Pubblicato il 24 Giu 2015

“La Security è il primo problema che si pongono i clienti nell’approcciare il cloud: la paura è quella di perdere il controllo esclusivo dei dati e di non riuscire quindi più ad adottare quelle che sono le misure necessarie a garantirne integrità e riservatezza”. Lo ha detto Alessandro Sibilia, Project Manager di Gruppo Reti, intervistato da ZeroUno per indagare le criticità legate al tema cloud e sicurezza. Il manager ha subito chiarito che la questione centrale è, nello specifico, la compliance: “I dubbi del cliente riguardano generalmente la capacità, da parte del fornitore del servizio, di gestire i dati sensibili in conformità alle normative inerenti lo specifico settore aziendale di riferimento”, spiega Sibilia, che poi specifica: “L’esigenza è in particolare la trasparenza: il cliente ha bisogno di poter richiedere e ottenere tutti i dettagli tecnologici e procedurali legati alla gestione dei propri dati”.

Alessandro Sibilia, Project Manager di Gruppo Reti

Per poter rispondere adeguatamente a questo bisogno di informazione – e così rassicurare i clienti – hanno un ruolo fondamentale le certificazioni.
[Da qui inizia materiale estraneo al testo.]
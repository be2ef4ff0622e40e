//! The seam to the generative text model.

use std::sync::{Arc, LazyLock};

use async_trait::async_trait;
use regex::Regex;
use thiserror::Error;

// Lower-cased phrases that mark an authorization or quota rejection.
const DENIAL_PHRASES: [&str; 9] = [
    "api key is not authorized",
    "api key not valid",
    "not found",
    "quota",
    "resource_exhausted",
    "permission_denied",
    "unauthorized",
    "rate limit",
    "billing",
];

// Denial status codes, only as whole numbers.
#[allow(clippy::unwrap_used)]
static DENIAL_STATUS_RE: LazyLock<Regex> =
    LazyLock::new(|| Regex::new(r"\b(?:401|403|429)\b").unwrap());

/// Error reported by the model service, message kept verbatim.
#[derive(Debug, Clone, Error, PartialEq, Eq)]
#[error("{message}")]
pub struct ModelError {
    message: String,
}

impl ModelError {
    #[must_use]
    pub fn new(message: impl Into<String>) -> Self {
        Self {
            message: message.into(),
        }
    }

    #[must_use]
    pub fn message(&self) -> &str {
        &self.message
    }

    /// True when the service refused the call for authorization or quota
    /// reasons, i.e. retrying or repairing cannot help.
    #[must_use]
    pub fn is_service_denial(&self) -> bool {
        let message = self.message.to_lowercase();
        DENIAL_PHRASES.iter().any(|phrase| message.contains(phrase))
            || DENIAL_STATUS_RE.is_match(&message)
    }
}

/// Prompt in, free-form text out.
///
/// Implementations use fixed low-temperature sampling and never retry;
/// deciding whether a retry is useful belongs to the caller.
#[async_trait]
pub trait TextModel: Send + Sync {
    /// Sends `prompt` and returns the raw response text.
    async fn generate(&self, prompt: &str, max_output_tokens: u64) -> Result<String, ModelError>;
}

#[async_trait]
impl<T: TextModel + ?Sized> TextModel for Arc<T> {
    async fn generate(&self, prompt: &str, max_output_tokens: u64) -> Result<String, ModelError> {
        (**self).generate(prompt, max_output_tokens).await
    }
}

#[async_trait]
impl<T: TextModel + ?Sized> TextModel for &T {
    async fn generate(&self, prompt: &str, max_output_tokens: u64) -> Result<String, ModelError> {
        (**self).generate(prompt, max_output_tokens).await
    }
}

#[cfg(test)]
mod tests {
    use super::*;

    #[test]
    fn test_quota_and_auth_messages_are_denials() {
        for message in [
            "[GoogleGenerativeAI Error]: API key is not authorized to use this model",
            "429 Too Many Requests: Quota exceeded for metric",
            "RESOURCE_EXHAUSTED",
            "models/gemini-x is not found for API version v1beta",
            "ProviderError: PERMISSION_DENIED",
        ] {
            assert!(ModelError::new(message).is_service_denial(), "{message}");
        }
    }

    #[test]
    fn test_transient_messages_are_not_denials() {
        for message in ["connection reset by peer", "502 Bad Gateway", "request timed out"] {
            assert!(!ModelError::new(message).is_service_denial(), "{message}");
        }
    }

    #[test]
    fn test_bare_status_codes_are_denials() {
        for message in ["HTTP 401", "status: 403", "error 429 from upstream"] {
            assert!(ModelError::new(message).is_service_denial(), "{message}");
        }
    }

    #[test]
    fn test_digits_inside_longer_numbers_are_not_denials() {
        for message in [
            "connection reset, request id 84291",
            "upstream took 4030ms then closed the stream",
            "502 Bad Gateway (trace 14015)",
        ] {
            assert!(!ModelError::new(message).is_service_denial(), "{message}");
        }
    }

    #[test]
    fn test_message_is_kept_verbatim() {
        let error = ModelError::new("Quota exceeded");
        assert_eq!(error.message(), "Quota exceeded");
        assert_eq!(error.to_string(), "Quota exceeded");
    }
}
Il manager ha ricordato la ISO 27018, emanata lo scorso agosto, volta specificatamente a garantire, da parte dei provider di public cloud, il rispetto dei principi e delle norme privacy dettate dalla Direttiva 95/46/CE (testo di riferimento, a livello europeo, in materia di protezione dei dati personali). Attraverso la verifica delle certificazioni del provider, le garanzie che si possono ottenere sono alte, difficilmente replicabili soprattutto in realtà medio piccole: “Predisporre un ambiente che sia adeguatamente tutelato dalle intrusioni sia fisiche e che logiche non è semplice”, dice Sibilia, che ricorda le prassi che invece vengono scrupolosamente seguite da molti provider quando si tratta di garantire processi sicuri, che impediscano a una singola persona di avere eccessivi privilegi a livello di accesso combinato fisico e logico ai sistemi, e consentendogli solo procedure autorizzate, monitorate e temporalmente limitate.

Esistono ovviamente settori dove la gestione della compliance si fa più complessa; Sibilia cita l’ambito Finance, quindi quello sanitario: “Il fascicolo sanitario, per esempio, può essere trattato a livello cloud ma solo su server della comunità europea e solo se sono garantiti particolari criteri di cifratura. Esistono poi normative che inibiscono totalmente l’uso della nuvola pubblica: in caso di trattamento di dati genetici devo per forza trovare altre strade”. Il manager, a proposito di questi settori più difficili, segnala l’impossibilità di chiedere ai provider personalizzazioni che un modello As a service, basato appunto sul concetto di servizio standard, non può soddisfare, ma quindi ricorda che esistono valide possibilità alternative da valutare, come la nuvola ibrida. Nel variegato panorama normativo, chi, come la stessa Gruppo Reti, fa consulenza, si deve quindi porre l’obiettivo primario di conoscere il business dei propri clienti e con esso le regole che devono rispettare; solo così si potrà consigliare il provider e la soluzione effettivamente più adatta.